As has been my practice for nearly two decades, I penned a post full of prognostications at the end of last year.  As 2021 subsequently rolled by, I stashed away news items that might prove (or disprove) those predictions – knowing that this week, I’d take a look at how I did. How’d things turn out? Let’s roll the tape…

My first prediction: Disinformation becomes the most important story of the year. At the time I wrote those words, Trump’s Big Lie was only two months old, and January 6th was just another day on the calendar.  A year later, that Big Lie has spawned countless others, culminating in one of the most damaging shifts in our nation’s politics since the Civil War. The Republican party is now fully captured by bullshit, and countless numbers of local, state, and national politicians are busy undermining democracy thanks to the Big Lie’s power.  A significant percentage of the US population has become unmoored from truth – and an equally significant group of us have simply thrown our hands up about it.

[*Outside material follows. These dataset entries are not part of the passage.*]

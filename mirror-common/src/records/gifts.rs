//! Gift subscriptions
//!
//! A gift is bought by one person for another and identified publicly by an
//! eight-character code. Codes are redeemable once, and only while the gift
//! is `active`.

use chrono::{DateTime, Utc};
use rand::Rng;
use serde::{Deserialize, Serialize};
use tracing::{info, warn};
use uuid::Uuid;

use super::{normalize_email, require_non_empty, validate_amount};
use crate::store::{Record, RecordCollection, SharedStore};
use crate::{Error, Result};

/// Code alphabet without look-alike characters (0/O, 1/I)
const GIFT_CODE_ALPHABET: &[u8] = b"ABCDEFGHJKLMNPQRSTUVWXYZ23456789";
const GIFT_CODE_LENGTH: usize = 8;
const GIFT_CODE_ATTEMPTS: usize = 8;

#[derive(Debug, Clone, Copy, PartialEq, Eq, Serialize, Deserialize)]
#[serde(rename_all = "lowercase")]
pub enum GiftStatus {
    /// Awaiting payment confirmation
    Pending,
    /// Paid and redeemable
    Active,
    Redeemed,
    Cancelled,
}

impl GiftStatus {
    pub fn from_str(s: &str) -> Option<Self> {
        match s.trim().to_lowercase().as_str() {
            "pending" => Some(GiftStatus::Pending),
            "active" => Some(GiftStatus::Active),
            "redeemed" => Some(GiftStatus::Redeemed),
            "cancelled" | "canceled" => Some(GiftStatus::Cancelled),
            _ => None,
        }
    }

    pub fn as_str(&self) -> &'static str {
        match self {
            GiftStatus::Pending => "pending",
            GiftStatus::Active => "active",
            GiftStatus::Redeemed => "redeemed",
            GiftStatus::Cancelled => "cancelled",
        }
    }
}

#[derive(Debug, Clone, PartialEq, Serialize, Deserialize)]
pub struct Gift {
    pub id: String,
    pub gift_code: String,
    pub giver_name: String,
    pub giver_email: String,
    pub recipient_name: String,
    pub recipient_email: String,
    #[serde(default)]
    pub message: Option<String>,
    pub plan: String,
    pub amount_cents: i64,
    pub status: GiftStatus,
    pub created_at: DateTime<Utc>,
    pub updated_at: DateTime<Utc>,
    #[serde(default)]
    pub redeemed_at: Option<DateTime<Utc>>,
    #[serde(default)]
    pub redeemed_by: Option<String>,
}

impl Record for Gift {
    const STORE_KEY: &'static str = "gifts";

    fn id(&self) -> &str {
        &self.id
    }
}

#[derive(Debug, Clone, Deserialize)]
pub struct NewGift {
    pub giver_name: String,
    pub giver_email: String,
    pub recipient_name: String,
    pub recipient_email: String,
    #[serde(default)]
    pub message: Option<String>,
    pub plan: String,
    pub amount_cents: i64,
    /// Set when the payment already cleared on the client
    #[serde(default)]
    pub paid: bool,
}

/// Random gift code drawn from [`GIFT_CODE_ALPHABET`]
pub fn generate_gift_code<R: Rng>(rng: &mut R) -> String {
    (0..GIFT_CODE_LENGTH)
        .map(|_| GIFT_CODE_ALPHABET[rng.gen_range(0..GIFT_CODE_ALPHABET.len())] as char)
        .collect()
}

fn normalize_code(code: &str) -> String {
    code.trim().to_uppercase()
}

#[derive(Clone)]
pub struct GiftService {
    gifts: RecordCollection<Gift>,
}

impl GiftService {
    pub fn new(store: SharedStore) -> Self {
        Self {
            gifts: RecordCollection::new(store),
        }
    }

    pub async fn create_gift(&self, input: NewGift) -> Result<Gift> {
        let giver_name = require_non_empty("giver_name", &input.giver_name)?;
        let giver_email = normalize_email("giver_email", &input.giver_email)?;
        let recipient_name = require_non_empty("recipient_name", &input.recipient_name)?;
        let recipient_email = normalize_email("recipient_email", &input.recipient_email)?;
        let plan = require_non_empty("plan", &input.plan)?;
        let amount_cents = validate_amount(input.amount_cents)?;
        let message = input
            .message
            .map(|m| m.trim().to_string())
            .filter(|m| !m.is_empty());
        let status = if input.paid {
            GiftStatus::Active
        } else {
            GiftStatus::Pending
        };

        let gift = self
            .gifts
            .insert_with(|existing| {
                let mut rng = rand::thread_rng();
                let gift_code = (0..GIFT_CODE_ATTEMPTS)
                    .map(|_| generate_gift_code(&mut rng))
                    .find(|code| existing.iter().all(|g| &g.gift_code != code))
                    .ok_or_else(|| {
                        Error::Internal("Could not generate a unique gift code".to_string())
                    })?;

                let now = Utc::now();
                Ok(Gift {
                    id: Uuid::new_v4().to_string(),
                    gift_code,
                    giver_name,
                    giver_email,
                    recipient_name,
                    recipient_email,
                    message,
                    plan,
                    amount_cents,
                    status,
                    created_at: now,
                    updated_at: now,
                    redeemed_at: None,
                    redeemed_by: None,
                })
            })
            .await?;

        info!("Created gift {} ({})", gift.gift_code, gift.status.as_str());
        Ok(gift)
    }

    pub async fn get_gift_by_code(&self, code: &str) -> Result<Gift> {
        let wanted = normalize_code(code);
        self.gifts
            .find(|g| g.gift_code == wanted)
            .await?
            .ok_or_else(|| Error::NotFound(format!("Gift code '{}'", code)))
    }

    /// Mark an active gift redeemed by `redeemer_email`
    pub async fn redeem_gift(&self, code: &str, redeemer_email: &str) -> Result<Gift> {
        let redeemer = normalize_email("email", redeemer_email)?;
        let gift = self.get_gift_by_code(code).await?;

        let redeemed = self
            .gifts
            .update(&gift.id, |g| {
                if g.status != GiftStatus::Active {
                    return Err(Error::Conflict(format!(
                        "Gift {} is {} and cannot be redeemed",
                        g.gift_code,
                        g.status.as_str()
                    )));
                }
                let now = Utc::now();
                g.status = GiftStatus::Redeemed;
                g.redeemed_at = Some(now);
                g.redeemed_by = Some(redeemer.clone());
                g.updated_at = now;
                Ok(())
            })
            .await
            .map_err(|e| {
                if matches!(e, Error::Conflict(_)) {
                    warn!("Rejected redemption of gift {}: {}", gift.gift_code, e);
                }
                e
            })?;

        info!("Gift {} redeemed by {}", redeemed.gift_code, redeemer);
        Ok(redeemed)
    }

    pub async fn update_gift_status(&self, id: &str, status: GiftStatus) -> Result<Gift> {
        let gift = self
            .gifts
            .update(id, |g| {
                g.status = status;
                if status != GiftStatus::Redeemed {
                    g.redeemed_at = None;
                    g.redeemed_by = None;
                }
                g.updated_at = Utc::now();
                Ok(())
            })
            .await?;
        info!("Gift {} is now {}", gift.gift_code, status.as_str());
        Ok(gift)
    }

    pub async fn list_gifts(&self) -> Result<Vec<Gift>> {
        self.gifts.list().await
    }

    pub async fn delete_gift(&self, id: &str) -> Result<Gift> {
        let gift = self.gifts.remove(id).await?;
        info!("Deleted gift {}", gift.gift_code);
        Ok(gift)
    }
}

#[cfg(test)]
mod tests {
    use super::*;
    use crate::store::MemoryStore;
    use rand::rngs::StdRng;
    use rand::SeedableRng;
    use std::sync::Arc;

    fn service() -> GiftService {
        GiftService::new(Arc::new(MemoryStore::new()))
    }

    fn order(paid: bool) -> NewGift {
        NewGift {
            giver_name: "Giver".to_string(),
            giver_email: "giver@example.com".to_string(),
            recipient_name: "Friend".to_string(),
            recipient_email: "friend@example.com".to_string(),
            message: Some("  Sweet dreams  ".to_string()),
            plan: "premium".to_string(),
            amount_cents: 4900,
            paid,
        }
    }

    #[test]
    fn test_gift_code_shape() {
        let mut rng = StdRng::seed_from_u64(42);
        for _ in 0..50 {
            let code = generate_gift_code(&mut rng);
            assert_eq!(code.len(), GIFT_CODE_LENGTH);
            assert!(code.bytes().all(|b| GIFT_CODE_ALPHABET.contains(&b)));
        }
    }

    #[tokio::test]
    async fn test_create_gift_status_follows_payment() {
        let gifts = service();
        let unpaid = gifts.create_gift(order(false)).await.unwrap();
        let paid = gifts.create_gift(order(true)).await.unwrap();

        assert_eq!(unpaid.status, GiftStatus::Pending);
        assert_eq!(paid.status, GiftStatus::Active);
        assert_eq!(paid.message.as_deref(), Some("Sweet dreams"));
        assert_ne!(unpaid.gift_code, paid.gift_code);
    }

    #[tokio::test]
    async fn test_redeem_once() {
        let gifts = service();
        let gift = gifts.create_gift(order(true)).await.unwrap();

        let redeemed = gifts
            .redeem_gift(&gift.gift_code.to_lowercase(), "Friend@Example.com")
            .await
            .unwrap();
        assert_eq!(redeemed.status, GiftStatus::Redeemed);
        assert_eq!(redeemed.redeemed_by.as_deref(), Some("friend@example.com"));
        assert!(redeemed.redeemed_at.is_some());

        let again = gifts.redeem_gift(&gift.gift_code, "friend@example.com").await;
        assert!(matches!(again, Err(Error::Conflict(_))));
    }

    #[tokio::test]
    async fn test_pending_gift_not_redeemable_until_activated() {
        let gifts = service();
        let gift = gifts.create_gift(order(false)).await.unwrap();

        assert!(matches!(
            gifts.redeem_gift(&gift.gift_code, "friend@example.com").await,
            Err(Error::Conflict(_))
        ));

        gifts.update_gift_status(&gift.id, GiftStatus::Active).await.unwrap();
        assert!(gifts.redeem_gift(&gift.gift_code, "friend@example.com").await.is_ok());
    }

    #[tokio::test]
    async fn test_unknown_code_not_found() {
        let gifts = service();
        assert!(matches!(gifts.get_gift_by_code("ZZZZZZZZ").await, Err(Error::NotFound(_))));
    }
}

Trust is at an all time low. This Barton Gellman piece in The Atlantic served as a wake up call late in the year – and its conclusions are terrifying: “We face a serious risk that American democracy as we know it will come to an end in 2024,” Gellman quotes an observer stating. “But urgent action is not happening.” I’m not happy about getting this one right, but as far as I’m concerned, this is still the most important story of the year – and the most terrifying.